Saved entries:
-*-

// ABOUTME: Service pattern classification
// ABOUTME: Splits finalized services into shared singletons and agreement-private services

use std::collections::BTreeMap;

use crate::deployment::{Pattern, SINGLETON};
use crate::finalize::ServicePair;

/// Partition `pairs` into `(shared, private)` by the pattern's singleton list.
pub fn classify(
    pairs: BTreeMap<String, ServicePair>,
    pattern: &Pattern,
) -> (BTreeMap<String, ServicePair>, BTreeMap<String, ServicePair>) {
    pairs
        .into_iter()
        .partition(|(name, _)| pattern.is_shared(SINGLETON, name))
}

-*-

WORK INSTRUCTIONS — Reproduce, word for word, all of the entries above.

SOLUTION TO THIS EXERCISE —
// ABOUTME: Service pattern classification
// ABOUTME: Splits finalized services into shared singletons and agreement-private services

use std::collections::BTreeMap;

use crate::deployment::{Pattern, SINGLETON};
use crate::finalize::ServicePair;

/// Partition `pairs` into `(shared, private)` by the pattern's singleton list.
pub fn classify(
    pairs: BTreeMap<String, ServicePair>,
    pattern: &Pattern,
) -> (BTreeMap<String, ServicePair>, BTreeMap<String, ServicePair>) {
    pairs
        .into_iter()
        .partition(|(name, _)| pattern.is_shared(SINGLETON, name))
}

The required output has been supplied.